Items listed in a dataset

● ● ● ●

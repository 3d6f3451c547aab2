//! 定时器抽象模块，为等待者的截止时间提供可注入的计时能力。
//!
//! # 模块定位（Why）
//! - 超时竞速需要“在若干时长后执行一次回调，且可被提前撤销”的原语；若直接绑定某个异步运行时，
//!   交接原语将无法在无运行时的宿主中使用，测试也难以复现；
//! - [`Timer`] trait 将该能力抽象出来，生产环境与测试环境只需替换实现。
//!
//! # 结构概览（What）
//! - [`Timer`]：核心 trait，`arm` 返回撤销句柄 [`TimerGuard`]；
//! - [`ThreadTimer`]：基于辅助线程的默认实现，不依赖任何运行时；
//! - [`MockTimer`]：虚拟时间实现，手动推进并记录武装过的时长；
//! - `TokioTimer`：启用 `runtime-tokio` 后可用的 Tokio 实现。
//!
//! # 使用指引（How）
//! - 通过 [`GateBuilder::timer`](crate::GateBuilder::timer) 注入 `Arc<dyn Timer>`；
//! - 测试中保留 [`MockTimer`] 的克隆，调用 `advance` 推进时间并断言结算结果。

mod mock;
mod timer;
#[cfg(feature = "runtime-tokio")]
mod tokio_timer;

pub use mock::MockTimer;
pub use timer::{ThreadTimer, Timer, TimerCallback, TimerGuard};
#[cfg(feature = "runtime-tokio")]
pub use tokio_timer::TokioTimer;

● ● ● ●

| Work order |
Each line from the top of the records above through the line containing "pub use mock::MockTimer;" needs to be transcribed exactly, and no line after it.

| Output for this task |
repository 3d6f3451c547aab2
//! 定时器抽象模块，为等待者的截止时间提供可注入的计时能力。
//!
//! # 模块定位（Why）
//! - 超时竞速需要“在若干时长后执行一次回调，且可被提前撤销”的原语；若直接绑定某个异步运行时，
//!   交接原语将无法在无运行时的宿主中使用，测试也难以复现；
//! - [`Timer`] trait 将该能力抽象出来，生产环境与测试环境只需替换实现。
//!
//! # 结构概览（What）
//! - [`Timer`]：核心 trait，`arm` 返回撤销句柄 [`TimerGuard`]；
//! - [`ThreadTimer`]：基于辅助线程的默认实现，不依赖任何运行时；
//! - [`MockTimer`]：虚拟时间实现，手动推进并记录武装过的时长；
//! - `TokioTimer`：启用 `runtime-tokio` 后可用的 Tokio 实现。
//!
//! # 使用指引（How）
//! - 通过 [`GateBuilder::timer`](crate::GateBuilder::timer) 注入 `Arc<dyn Timer>`；
//! - 测试中保留 [`MockTimer`] 的克隆，调用 `advance` 推进时间并断言结算结果。

mod mock;
mod timer;
#[cfg(feature = "runtime-tokio")]
mod tokio_timer;

pub use mock::MockTimer;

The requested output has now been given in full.